Le directeur général du C2T3, Jean-François Viens, en compagnie des chercheurs Stepan Gorgutsa et Simon Boucher.

Le C2T3 au centre du développement de la 5G

TROIS-RIVIÈRES — À l’heure où les objets connectés et autres voitures autonomes sont devenus réalité, les réseaux cellulaires sont plus sollicités que jamais. Voilà pourquoi le développement du réseau 5G qui doit commencer à être exploité en 2021 est déjà en branle. Et le C2T3 du Cégep de Trois-Rivières compte bien mettre son expertise au profit des entreprises de la région.

Le Centre collégial de transfert de technologie en télécommunications (C2T3) créera en effet dès cet automne un centre d’accès aux technologies de télécommunications 5G et de précertification de produits 5G. Afin de mener à bien cette initiative, le C2T3 bénéficie d’une importante subvention de cinq ans du Conseil de recherches en sciences naturelles et en génie du Canada.

«C2T3 se positionne comme un joueur important au niveau du développement du réseau 5G au niveau des entreprises», lance d’emblée Jean-François Viens, directeur général du C2T3.

«Qu’est-ce que ça implique comme migration ou évolution technologique pour une entreprise? C2T3 est là pour accompagner les entreprises à migrer progressivement leur produit pour une adaptation au réseau 5G.»

Ce réseau cellulaire de 5e génération offre davantage de possibilités que le réseau 4G en raison de sa plus grande capacité à transmettre de l’information beaucoup plus rapidement.

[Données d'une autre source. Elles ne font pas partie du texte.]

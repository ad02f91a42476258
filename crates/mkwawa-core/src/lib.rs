//! Core types and trait definitions for the KKKT Mkwawa parish registry.
//!
//! This crate is deliberately free of HTTP and database dependencies.
//! Storage backends implement [`store::ParishStore`]; transports for SMS,
//! elevation and files implement the traits in [`collab`]. The
//! [`parish::Parish`] service ties them together.

// We intentionally use native `async fn` in traits (stabilised in Rust 1.75).
// Suppress the advisory lint about `Send` bounds on the returned futures.
#![allow(async_fn_in_trait)]

pub mod asset;
pub mod auth;
pub mod collab;
pub mod error;
pub mod finance;
pub mod humanize;
pub mod ids;
pub mod leader;
pub mod member;
pub mod notification;
pub mod parish;
pub mod report;
pub mod sacrament;
pub mod settings;
pub mod store;
pub mod validate;

#[cfg(any(test, feature = "testing"))]
pub mod testing;

pub use error::{Error, ErrorKind, Result};
//! Church assets and their photographs.

use rusqlite::{Connection, params};
use uuid::Uuid;

use mkwawa_core::{
  Error as CoreError,
  asset::{AssetForm, AssetMedia, AssetQuery, ChurchAsset},
};

use super::{Filters, require, touched};
use crate::{
  Result,
  encode::{self, encode_date, encode_decimal, encode_dt, encode_uuid},
};

fn fetch(conn: &Connection, id: Uuid) -> Result<Option<ChurchAsset>> {
  let mut stmt = conn.prepare(&format!(
    "SELECT {} FROM assets WHERE id = ?1",
    encode::ASSET_COLUMNS
  ))?;
  encode::first(&mut stmt, params![encode_uuid(id)], encode::asset)
}

pub(super) fn create_asset(conn: &mut Connection, form: AssetForm) -> Result<ChurchAsset> {
  let id = Uuid::new_v4();
  conn.execute(
    "INSERT INTO assets (
       id, name, asset_type, description, acquisition_date, quantity,
       quantity_name, status, value, created_at
     ) VALUES (?1, ?2, ?3, ?4, ?5, ?6, ?7, ?8, ?9, ?10)",
    params![
      encode_uuid(id),
      form.name.trim(),
      form.asset_type.to_string(),
      form.description,
      form.acquisition_date.map(encode_date),
      form.quantity,
      form.quantity_name.to_string(),
      form.status.to_string(),
      encode_decimal(form.value),
      encode_dt(encode::now()),
    ],
  )?;
  fetch(conn, id)?.ok_or_else(|| CoreError::not_found("asset", id).into())
}

pub(super) fn update_asset(conn: &mut Connection, id: Uuid, form: AssetForm) -> Result<ChurchAsset> {
  let changed = conn.execute(
    "UPDATE assets SET name = ?2, asset_type = ?3, description = ?4,
       acquisition_date = ?5, quantity = ?6, quantity_name = ?7, status = ?8,
       value = ?9
     WHERE id = ?1",
    params![
      encode_uuid(id),
      form.name.trim(),
      form.asset_type.to_string(),
      form.description,
      form.acquisition_date.map(encode_date),
      form.quantity,
      form.quantity_name.to_string(),
      form.status.to_string(),
      encode_decimal(form.value),
    ],
  )?;
  touched(changed, "asset", id)?;
  fetch(conn, id)?.ok_or_else(|| CoreError::not_found("asset", id).into())
}

pub(super) fn get_asset(conn: &mut Connection, id: Uuid) -> Result<Option<ChurchAsset>> {
  fetch(conn, id)
}

pub(super) fn list_assets(conn: &mut Connection, query: AssetQuery) -> Result<Vec<ChurchAsset>> {
  let mut filters = Filters::default();
  filters.label("asset_type", query.asset_type);
  filters.label("status", query.status);
  let mut stmt = conn.prepare(&format!(
    "SELECT {} FROM assets{} ORDER BY name",
    encode::ASSET_COLUMNS,
    filters.where_sql()
  ))?;
  encode::collect(&mut stmt, filters.args(), encode::asset)
}

/// Media records and facility rentings cascade with the asset.
pub(super) fn delete_asset(conn: &mut Connection, id: Uuid) -> Result<()> {
  let changed = conn.execute("DELETE FROM assets WHERE id = ?1", params![encode_uuid(id)])?;
  touched(changed, "asset", id)
}

fn fetch_media(conn: &Connection, id: Uuid) -> Result<Option<AssetMedia>> {
  let mut stmt = conn.prepare(&format!(
    "SELECT {} FROM asset_media WHERE id = ?1",
    encode::MEDIA_COLUMNS
  ))?;
  encode::first(&mut stmt, params![encode_uuid(id)], encode::asset_media)
}

pub(super) fn add_asset_media(conn: &mut Connection, asset: Uuid, image: String) -> Result<AssetMedia> {
  let tx = conn.transaction()?;
  require(&tx, "assets", "asset", asset)?;
  let id = Uuid::new_v4();
  tx.execute(
    "INSERT INTO asset_media (id, asset_id, image, uploaded_at) VALUES (?1, ?2, ?3, ?4)",
    params![encode_uuid(id), encode_uuid(asset), image, encode_dt(encode::now())],
  )?;
  let media = fetch_media(&tx, id)?.ok_or_else(|| CoreError::not_found("asset media", id))?;
  tx.commit()?;
  Ok(media)
}

pub(super) fn get_asset_media(conn: &mut Connection, id: Uuid) -> Result<Option<AssetMedia>> {
  fetch_media(conn, id)
}

pub(super) fn list_asset_media(conn: &mut Connection, asset: Uuid) -> Result<Vec<AssetMedia>> {
  let mut stmt = conn.prepare(&format!(
    "SELECT {} FROM asset_media WHERE asset_id = ?1 ORDER BY uploaded_at",
    encode::MEDIA_COLUMNS
  ))?;
  encode::collect(&mut stmt, params![encode_uuid(asset)], encode::asset_media)
}

pub(super) fn delete_asset_media(conn: &mut Connection, id: Uuid) -> Result<()> {
  let changed = conn.execute("DELETE FROM asset_media WHERE id = ?1", params![encode_uuid(id)])?;
  touched(changed, "asset media", id)
}
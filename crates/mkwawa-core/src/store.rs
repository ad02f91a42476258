//! The `ParishStore` trait.
//!
//! Implemented by storage backends (e.g. `mkwawa-store-sqlite`). The
//! [`Parish`](crate::parish::Parish) service and the HTTP layer depend on this
//! abstraction, not on any concrete backend.
//!
//! Every method is one atomic unit: multi-row effects (current-year flips,
//! marriages touching two members, cascades) either commit together or not at
//! all. Ledger invariants are re-checked inside the same transaction as the
//! write.

use std::future::Future;

use chrono::NaiveDate;
use uuid::Uuid;

use crate::{
  asset::{AssetForm, AssetMedia, AssetQuery, ChurchAsset},
  finance::{
    CategoryForm, DonationItemFund, DonationItemFundForm, ExpenseCategory,
    Expenditure, ExpenditureForm, FacilityRenting, FacilityRentingForm,
    LedgerQuery, Offering, OfferingCategory, OfferingForm, Pledge, PledgeForm,
    SpecialContribution, SpecialContributionForm,
  },
  leader::{Leader, LeaderForm, LeaderQuery, LeaderView},
  member::{ChurchMember, MemberAttachment, MemberForm, MemberQuery, MemberStatus},
  notification::{
    NewSentSms, Notification, NotificationDelivery, NotificationQuery, SentSms,
  },
  report::{ParishSummary, ReportInputs, ReportPeriod},
  sacrament::{Marriage, MarriageParties, NewMarriage, Revocation},
  settings::{
    Cell, CellForm, ChurchLocation, NewChurchLocation, NewYear, OutStation,
    OutStationForm, Year,
  },
};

Le débit du réseau 5G est 100 fois plus supérieur au 4G et près de 25 000 fois plus que celui de 3e génération, le 3G.

La multiplication des objets connectés, la popularité croissante de la réalité augmentée et l’arrivée prochaine sur les routes des voitures connectées et autonomes sont toutes des raisons qui justifient le déploiement de ce réseau cellulaire plus performant.

«Ça ne sera plus seulement les personnes qui vont être connectées, mais aussi les objets. Ça peut passer des véhicules à différents senseurs connectés, une panoplie de différents outils et de dispositifs qui vont être connectés sur des réseaux cellulaires afin qu’ils puissent interagir avec le Web ou le Cloud», explique Jean-François Viens qui souligne que les applications peut être de nature commerciale ou industrielle. «Ça va permettre un essor de l’industrie 4.0.»

Par exemple, les chaînes de montage d’une entreprise peuvent être connectées sur Internet pour relayer une série de données récoltées par des senseurs et de l’information en temps réel afin de pouvoir optimiser la production.

Par ailleurs, le C2T3 a décroché le premier projet ENCQOR d’adoption de la 5G au Canada. Ce mandat accompagné d’une subvention de deux ans avec le géant du numérique Thales ainsi que l’unité mixte de recherche en sciences urbaines de l’université Laval permet au C2T3 d’accompagner cinq PME de la région dans le développement du réseau 5G.